Two Minnesota fishermen made an unexpected discovery under the Mississippi river this week when Sonar technology led them to say the authorities could be a break in a cold decades.
Brody Loch, one of the fishermen, told CNN Affilié Wcco that he had spotted a car in the river using his Sonar apparatus last weekend. Three days later Wednesday, the divers located the vehicle and found human remains inside, Stearns County Stear Stear Stear Stear Stear Stear.
“It was 100% luck, if my boyfriend would not have caught this golden, we would have continued to float (the river) and would never have found it,” Loch on Wcco told.
Soyka said he feared that the car, a Buick from the 1960s, could separate if it had rose to the surface, given the duration of the vehicle. But when the investigators took out the river buick, “surprisingly, it appeared quite intact,” he said.
After working with a local towing company to remove the car from the water, the investigators then corresponded to the identification number of the car vehicle to Roy Benn, disappeared in September 1967, according to a press release from the Sheriff.
The native of Sauk Rapids, Minnesota, was last seen in the driving of a Buick Electra in metallic blue of 1963, according to a bulletin of the missing person of Minnesota Bureau of Criminal Apprehension.
“Based on human remains, the items found in the car and the verification of the vehicle wine number, the Sheriff’s (local) offices believe that it is Mr. Benn,” said Stearns County Sheriff’s office in the press release.
Benn would have “brought a large sum of money during his last view,” according to the office.
Benn’s search continued months after his disappearance and, during the more than five decades later, he was last seen.
The archives of St. Cloud Daily Times examined by CNN highlighted the man who disappeared without a trace almost 60 years ago after being seen dinner earlier during the day at the King’s Supper Club north of Sartell, Minnesota.
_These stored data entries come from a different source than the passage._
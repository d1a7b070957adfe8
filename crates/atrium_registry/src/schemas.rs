//! Wire schemas of the instance synchronization protocol.

use atrium_protocol::{FieldType, SchemaError, SchemaHash, SchemaRegistry};

/// Schema hashes used on the registry room.
#[derive(Debug, Clone, Copy)]
pub struct RegistrySchemas {
    /// Instance state snapshot, pushed by instances.
    pub instance_update: SchemaHash,
    /// Room create/destroy command, pushed back by the registry.
    pub instance_command: SchemaHash,
}

/// Defines the sync protocol schemas. Must run before the registry room
/// is assembled so the router can validate them at mount time.
pub fn define_registry_schemas(registry: &SchemaRegistry) -> Result<RegistrySchemas, SchemaError> {
    let instance_update = registry.define([
        ("name", FieldType::STRING),
        ("namespace", FieldType::STRING),
        ("types", FieldType::STRING_ARRAY),
        ("rooms", FieldType::STRING_ARRAY),
        ("endpointUrl", FieldType::STRING),
    ])?;
    let instance_command = registry.define([
        ("command", FieldType::STRING),
        ("roomId", FieldType::STRING),
        ("type", FieldType::STRING),
    ])?;
    Ok(RegistrySchemas {
        instance_update,
        instance_command,
    })
}

#[cfg(test)]
mod tests {
    use super::*;

    #[test]
    fn schemas_follow_the_well_known_entries() {
        let registry = SchemaRegistry::new();
        let schemas = define_registry_schemas(&registry).unwrap();
        assert_eq!(schemas.instance_update, SchemaHash(0x0002));
        assert_eq!(schemas.instance_command, SchemaHash(0x0003));
        let update = registry.get(schemas.instance_update).unwrap();
        assert_eq!(update.fields()[4].0, "endpointUrl");
    }
}
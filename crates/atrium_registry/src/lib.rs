//! # Atrium Registry
//!
//! Fleet coordination for Atrium instances, built on the same room and
//! router primitives the instances themselves use. A registry process
//! hosts one well-known room; every instance connects to it as an actor
//! and periodically pushes a state snapshot (name, room types, live rooms
//! with connection counts, public endpoint), deduplicated by a content
//! digest so an idle fleet is silent. The registry diffs nothing - each
//! push replaces the instance's record - and can command room creation
//! and destruction on a specific instance through the same action.

mod api;
mod auth;
mod error;
mod registry;
mod schemas;
mod settings;
mod sync_router;
mod watcher;

pub use api::{InstanceView, RegistryApi, RegistryStats, RoomView};
pub use auth::RegistryAuthMiddleware;
pub use error::RegistryError;
pub use registry::InstanceRegistry;
pub use schemas::{define_registry_schemas, RegistrySchemas};
pub use settings::{RegistrySettings, WatcherSettings};
pub use sync_router::{InstanceRecord, RoomRecord, SyncRouter, INSTANCE_TOPIC, SYNC_ROUTER_KEY};
pub use watcher::{LinkEvent, LocalLink, RegistryLink, Watcher};
//! # Data Operator
//!
//! Per-room frame plumbing: builds the handshake sync package, splits
//! inbound frames into routing key and payload, builds outbound frames and
//! dispatches decoded messages to the bound listener.

use crate::actor::Actor;
use crate::error::{DeliveryError, ProtocolError, RoomError};
use crate::room::Room;
use crate::router::{Router, RouterShared};
use atrium_protocol::{ActionHash, ActorId, Payload, ProtocolCodec, SchemaRegistry};
use serde_json::json;
use std::sync::Arc;

/// Fixed prefix of a client-to-server frame: the 2-byte action hash.
const ACTION_PREFIX: usize = 2;

pub(crate) struct DataOperator {
    room_id: String,
    codec: Arc<ProtocolCodec>,
    shared: Arc<RouterShared>,
}

impl DataOperator {
    pub(crate) fn new(
        room_id: String,
        codec: Arc<ProtocolCodec>,
        shared: Arc<RouterShared>,
    ) -> Self {
        Self {
            room_id,
            codec,
            shared,
        }
    }

    /// Builds the handshake package for an actor: the full action list
    /// plus every schema any action references, JSON-encoded, under the
    /// well-known sync schema.
    pub(crate) fn create_sync_package(&self, actor_id: ActorId) -> Result<Vec<u8>, RoomError> {
        let (action_list, schema_hashes) = {
            let actions = self.shared.actions.read().expect("action repository poisoned");
            (actions.get_list(), actions.schema_list())
        };
        let mut schema_entries = Vec::with_capacity(schema_hashes.len());
        for hash in schema_hashes {
            if let Some(schema) = self.shared.schemas.get(hash) {
                schema_entries.push(json!([hash.to_string(), schema.layout_json()]));
            }
        }
        self.codec
            .encode(
                SchemaRegistry::SYNC,
                &Payload::new()
                    .with("roomId", self.room_id.as_str())
                    .with("actorId", actor_id.to_string())
                    .with("actions", action_list)
                    .with("schemas", json!(schema_entries).to_string()),
            )
            .map_err(RoomError::SyncPackage)
    }

    /// Decodes a handshake-completion frame and extracts the echoed id.
    pub(crate) fn decode_sync_package(&self, frame: &[u8]) -> Result<ActorId, ProtocolError> {
        let package = self
            .codec
            .decode(SchemaRegistry::SYNC, frame)
            .map_err(ProtocolError::SyncDecode)?;
        package
            .str("actorId")
            .unwrap_or_default()
            .parse()
            .map_err(|_| ProtocolError::SyncMismatch)
    }

    fn frame_hash(frame: &[u8]) -> Result<ActionHash, ProtocolError> {
        if frame.len() < ACTION_PREFIX {
            return Err(ProtocolError::TruncatedFrame);
        }
        Ok(ActionHash::from_bytes([frame[0], frame[1]]))
    }

    /// Resolves an inbound frame's action hash to its routing key.
    pub(crate) fn package_key(&self, frame: &[u8]) -> Result<String, ProtocolError> {
        let hash = Self::frame_hash(frame)?;
        let actions = self.shared.actions.read().expect("action repository poisoned");
        actions
            .get_key(hash)
            .map(str::to_string)
            .ok_or(ProtocolError::InvalidMessageKey(hash))
    }

    /// Decodes an inbound frame's payload against its incoming schema.
    pub(crate) fn package_data(&self, frame: &[u8]) -> Result<Payload, ProtocolError> {
        let hash = Self::frame_hash(frame)?;
        let incoming = {
            let actions = self.shared.actions.read().expect("action repository poisoned");
            actions
                .get_incoming(hash)
                .ok_or(ProtocolError::InvalidMessageFormat(hash))?
        };
        self.codec
            .decode(incoming, &frame[ACTION_PREFIX..])
            .map_err(ProtocolError::Deserialize)
    }

    /// Builds an outbound frame:
    /// `[2-byte action hash][4-byte sender id][payload]`.
    pub(crate) fn message_to_buffer(
        &self,
        sender: ActorId,
        key: &str,
        data: &Payload,
    ) -> Result<Vec<u8>, DeliveryError> {
        let (hash, outgoing) = {
            let actions = self.shared.actions.read().expect("action repository poisoned");
            let hash = actions
                .get_hash(key)
                .ok_or_else(|| DeliveryError::UnknownKey(key.to_string()))?;
            let outgoing = actions
                .get_outgoing(hash)
                .ok_or_else(|| DeliveryError::MissingOutputSchema(key.to_string()))?;
            (hash, outgoing)
        };
        let payload = self
            .codec
            .encode(outgoing, data)
            .map_err(|source| DeliveryError::Serialization {
                topic: key.to_string(),
                source,
            })?;
        let mut frame = Vec::with_capacity(ACTION_PREFIX + 4 + payload.len());
        frame.extend_from_slice(&hash.to_bytes());
        frame.extend_from_slice(sender.as_bytes());
        frame.extend_from_slice(&payload);
        Ok(frame)
    }

    /// Invokes the listener bound to `key`. Listener failures are wrapped
    /// and propagate to the caller, which kicks the offending actor; they
    /// never crash the room.
    pub(crate) async fn invoke_listener(
        &self,
        room: Arc<Room>,
        actor: Actor,
        key: &str,
        data: Payload,
    ) -> Result<(), ProtocolError> {
        let listener = Router::root(self.shared.clone())
            .get_listener(key)
            .ok_or_else(|| ProtocolError::ListenerNotRegistered(key.to_string()))?;
        listener(room, actor, key.to_string(), data)
            .await
            .map_err(|source| ProtocolError::Listener {
                key: key.to_string(),
                source,
            })
    }

    pub(crate) fn shared(&self) -> &Arc<RouterShared> {
        &self.shared
    }
}

impl std::fmt::Debug for DataOperator {
    fn fmt(&self, f: &mut std::fmt::Formatter<'_>) -> std::fmt::Result {
        f.debug_struct("DataOperator")
            .field("room_id", &self.room_id)
            .finish()
    }
}
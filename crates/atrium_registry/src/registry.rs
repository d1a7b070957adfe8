//! # Instance Registry
//!
//! The registry process assembly: a singleton room guarded by the shared
//! token, the sync router mounted at its well-known key, and the API view
//! on top. Instances connect to the room as actors through whatever
//! transports the host wires up; the HTTP surface is an external
//! collaborator reading [`RegistryApi`](crate::RegistryApi).

use crate::api::RegistryApi;
use crate::auth::RegistryAuthMiddleware;
use crate::error::RegistryError;
use crate::schemas::define_registry_schemas;
use crate::settings::RegistrySettings;
use crate::sync_router::{SyncRouter, SYNC_ROUTER_KEY};
use atrium_core::{create_room, Room, Transport, TransportLayer};
use atrium_protocol::SchemaRegistry;
use std::sync::Arc;
use tracing::info;
use uuid::Uuid;

pub struct InstanceRegistry {
    room: Arc<Room>,
    layer: Arc<TransportLayer>,
    api: RegistryApi,
    token: String,
}

impl InstanceRegistry {
    /// Assembles and starts the registry room.
    pub async fn run(
        settings: RegistrySettings,
        transports: Vec<Arc<dyn Transport>>,
    ) -> Result<Self, RegistryError> {
        let token = settings
            .token
            .unwrap_or_else(|| Uuid::new_v4().simple().to_string());
        let schema_registry = Arc::new(SchemaRegistry::new());
        let schemas = define_registry_schemas(&schema_registry)?;
        let auth = Arc::new(RegistryAuthMiddleware::new(
            token.clone(),
            settings.room_id.clone(),
        ));
        let (room, layer) = create_room(
            &settings.room_id,
            auth,
            &transports,
            schema_registry,
            Arc::new(()),
        )
        .await?;
        room.mount(SYNC_ROUTER_KEY, Arc::new(SyncRouter::new(schemas)))?;
        let api = RegistryApi::new(room.clone());
        info!(room = %room.id(), "registry started");
        Ok(Self {
            room,
            layer,
            api,
            token,
        })
    }

    /// The shared token instances must present as their ticket.
    pub fn token(&self) -> &str {
        &self.token
    }

    pub fn api(&self) -> &RegistryApi {
        &self.api
    }

    pub fn room(&self) -> &Arc<Room> {
        &self.room
    }

    /// The transport layer instances connect through; in-process
    /// instances pass it to
    /// [`LocalLink::connect`](crate::LocalLink::connect).
    pub fn transport_layer(&self) -> &Arc<TransportLayer> {
        &self.layer
    }
}

impl std::fmt::Debug for InstanceRegistry {
    fn fmt(&self, f: &mut std::fmt::Formatter<'_>) -> std::fmt::Result {
        f.debug_struct("InstanceRegistry")
            .field("room", &self.room.id())
            .finish()
    }
}
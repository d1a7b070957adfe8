//! # Instance Sync Router
//!
//! The registry-side endpoint of the instance synchronization protocol.
//! Instances connect to the registry room as actors and push state
//! snapshots to the `sync.instance` action; the router replaces that
//! instance's record wholesale on every push and drops it when the actor
//! leaves. A fresh random session token is taken on every mutation - it is
//! a cheap "did anything change" marker for the read side, not a content
//! hash.
//!
//! The registry commands rooms on an instance by sending a
//! create/destroy frame back to that instance's actor. Commands are
//! validated against the registry's current view; a stale view fails here
//! with a descriptive error and is not retried.

use crate::error::RegistryError;
use crate::schemas::RegistrySchemas;
use atrium_core::{Actor, Room, RoomEvent, Router, SetupError, SubRouter};
use atrium_protocol::{ActorId, Payload};
use dashmap::DashMap;
use serde::Serialize;
use std::any::Any;
use std::sync::{Arc, OnceLock, RwLock};
use tokio::sync::broadcast;
use tracing::{debug, warn};
use uuid::Uuid;

/// Mount key of the sync router on the registry room.
pub const SYNC_ROUTER_KEY: &str = "sync";
/// Absolute action key carrying both snapshot pushes and commands.
pub const INSTANCE_TOPIC: &str = "sync.instance";

const INSTANCE_ACTION: &str = "instance";

/// One room hosted on a registered instance.
#[derive(Debug, Clone, Serialize)]
pub struct RoomRecord {
    pub id: String,
    #[serde(rename = "type")]
    pub room_type: String,
    pub connections: u32,
}

/// The registry's record of one connected instance, replaced wholesale on
/// every snapshot push.
#[derive(Debug, Clone, Serialize)]
pub struct InstanceRecord {
    pub id: ActorId,
    pub name: String,
    pub namespace: String,
    pub types: Vec<String>,
    pub rooms: Vec<RoomRecord>,
    #[serde(rename = "endpointUrl")]
    pub endpoint_url: String,
    /// Sum of the room connection counts, derived at push time.
    pub connections: u32,
}

struct SyncState {
    schemas: RegistrySchemas,
    instances: DashMap<ActorId, InstanceRecord>,
    session: RwLock<String>,
    topic: OnceLock<String>,
}

impl SyncState {
    fn refresh_session(&self) {
        let token = new_session_token();
        *self.session.write().expect("session token poisoned") = token;
    }

    fn apply_update(&self, sender: &Actor, data: &Payload) -> Result<(), serde_json::Error> {
        let name = data.str("name").unwrap_or_default().to_string();
        let namespace = data.str("namespace").unwrap_or_default().to_string();
        let types = data.str_array("types").unwrap_or_default().to_vec();
        let endpoint_url = data.str("endpointUrl").unwrap_or_default().to_string();

        let mut rooms = Vec::new();
        let mut connections = 0;
        for entry in data.str_array("rooms").unwrap_or_default() {
            // Each room travels as a JSON array: [id, type, connections].
            let (id, room_type, room_connections): (String, String, u32) =
                serde_json::from_str(entry)?;
            connections += room_connections;
            rooms.push(RoomRecord {
                id,
                room_type,
                connections: room_connections,
            });
        }
        debug!(instance = %sender.id(), %name, rooms = rooms.len(), "instance sync data");
        self.instances.insert(
            sender.id(),
            InstanceRecord {
                id: sender.id(),
                name,
                namespace,
                types,
                rooms,
                endpoint_url,
                connections,
            },
        );
        self.refresh_session();
        Ok(())
    }

    fn remove(&self, actor_id: ActorId) {
        if self.instances.remove(&actor_id).is_some() {
            debug!(instance = %actor_id, "instance removed");
            self.refresh_session();
        }
    }
}

/// Stateful sub-router accumulating the fleet view. Cheap to clone; all
/// clones share the same state.
#[derive(Clone)]
pub struct SyncRouter {
    state: Arc<SyncState>,
}

impl SyncRouter {
    pub fn new(schemas: RegistrySchemas) -> Self {
        Self {
            state: Arc::new(SyncState {
                schemas,
                instances: DashMap::new(),
                session: RwLock::new(new_session_token()),
                topic: OnceLock::new(),
            }),
        }
    }

    /// The current session token. Changes on every fleet mutation.
    pub fn session(&self) -> String {
        self.state
            .session
            .read()
            .expect("session token poisoned")
            .clone()
    }

    pub fn instances(&self) -> Vec<InstanceRecord> {
        self.state
            .instances
            .iter()
            .map(|entry| entry.value().clone())
            .collect()
    }

    pub fn get_instance(&self, instance_id: ActorId) -> Option<InstanceRecord> {
        self.state
            .instances
            .get(&instance_id)
            .map(|entry| entry.value().clone())
    }

    /// Commands an instance to create a room. Validated against the
    /// current fleet view before anything is sent.
    pub async fn create(
        &self,
        room: &Arc<Room>,
        instance_id: ActorId,
        room_id: &str,
        room_type: &str,
    ) -> Result<(), RegistryError> {
        let actor = room
            .actors()
            .get(instance_id)
            .ok_or(RegistryError::UnknownInstance(instance_id))?;
        let record = self
            .get_instance(instance_id)
            .ok_or(RegistryError::UnknownInstance(instance_id))?;
        if record.rooms.iter().any(|entry| entry.id == room_id) {
            return Err(RegistryError::DuplicateRoom {
                instance: instance_id,
                room: room_id.to_string(),
            });
        }
        if !record.types.iter().any(|entry| entry == room_type) {
            return Err(RegistryError::UnsupportedType {
                instance: instance_id,
                room_type: room_type.to_string(),
            });
        }
        let topic = self.topic()?;
        room.send(
            &actor,
            &topic,
            &Payload::new()
                .with("command", "create")
                .with("roomId", room_id)
                .with("type", room_type),
            None,
        )
        .await?;
        Ok(())
    }

    /// Commands an instance to destroy one of its rooms.
    pub async fn destroy(
        &self,
        room: &Arc<Room>,
        instance_id: ActorId,
        room_id: &str,
    ) -> Result<(), RegistryError> {
        let actor = room
            .actors()
            .get(instance_id)
            .ok_or(RegistryError::UnknownInstance(instance_id))?;
        let record = self
            .get_instance(instance_id)
            .ok_or(RegistryError::UnknownInstance(instance_id))?;
        if !record.rooms.iter().any(|entry| entry.id == room_id) {
            return Err(RegistryError::UnknownRoom {
                instance: instance_id,
                room: room_id.to_string(),
            });
        }
        let topic = self.topic()?;
        room.send(
            &actor,
            &topic,
            &Payload::new()
                .with("command", "destroy")
                .with("roomId", room_id),
            None,
        )
        .await?;
        Ok(())
    }

    fn topic(&self) -> Result<String, RegistryError> {
        self.state
            .topic
            .get()
            .cloned()
            .ok_or(RegistryError::SyncRouterMissing)
    }
}

impl SubRouter for SyncRouter {
    fn setup(&self, room: &Arc<Room>, router: &Router) -> Result<(), SetupError> {
        let topic = router.topic(INSTANCE_ACTION);
        self.state
            .topic
            .set(topic.clone())
            .map_err(|_| SetupError::DuplicateRouter(topic))?;

        let state = self.state.clone();
        router.listen(
            INSTANCE_ACTION,
            self.state.schemas.instance_update,
            Some(self.state.schemas.instance_command),
            move |_room, sender, _key, data| {
                let state = state.clone();
                async move {
                    state.apply_update(&sender, &data)?;
                    Ok(())
                }
            },
        )?;

        // Departing instances drop out of the fleet view.
        let state = self.state.clone();
        let mut events = room.subscribe();
        tokio::spawn(async move {
            loop {
                match events.recv().await {
                    Ok(RoomEvent::Left(actor)) => state.remove(actor.id()),
                    Ok(_) => {}
                    Err(broadcast::error::RecvError::Lagged(skipped)) => {
                        warn!(skipped, "sync router lagged behind room events");
                    }
                    Err(broadcast::error::RecvError::Closed) => break,
                }
            }
        });
        Ok(())
    }

    fn as_any(&self) -> &dyn Any {
        self
    }
}

impl std::fmt::Debug for SyncRouter {
    fn fmt(&self, f: &mut std::fmt::Formatter<'_>) -> std::fmt::Result {
        f.debug_struct("SyncRouter")
            .field("instances", &self.state.instances.len())
            .finish()
    }
}

fn new_session_token() -> String {
    Uuid::new_v4().simple().to_string()[..12].to_string()
}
Benn, 59 at the time of his The disappearance was a businessman and owner of the St. Cloud Appliance Repair Service whose woman died the previous year, said St. Cloud Daily Times.
His brother, Walter Benn, worked with law enforcement officials following the disappearance of Roy, while the investigators chased tracks that have never resolved the case.
The sheriff of the county of Benton, Troy Heck, whose department has been responsible for investigating the case of the who disappeared from Roy Benn since his disappearance, said that CNN investigators from his office had taken tracks over the years – but none has been “extinguished”.
Walter Benn prepared His brother’s personal property for sale during an auction in 1968, according to the archives of St. Cloud Daily Times.
Roy Benn was legally declared dead in 1975, eight years after his disappearance, according to the archives of St. Cloud Daily Times.
The Benton County Sheriff’s Office is in the lead The investigation for the case and the remains found in the Buick were sent to a doctor’s office for examination.
Heck warned that “some of the typical techniques that our partners, the medical forensic office, would use to identify will not be really effective” due to the duration of the period when the body was underwater.
“We think there is a strong indication that it will be the vehicle of Roy Benn, and it is probably his remains,” said Heck.
Heck added that Roy Benn the closest parent was informed of the discovery. The department had previously contacted them to obtain family DNA.
“We are just grateful that we probably had the break we needed to close this family,” said Heck.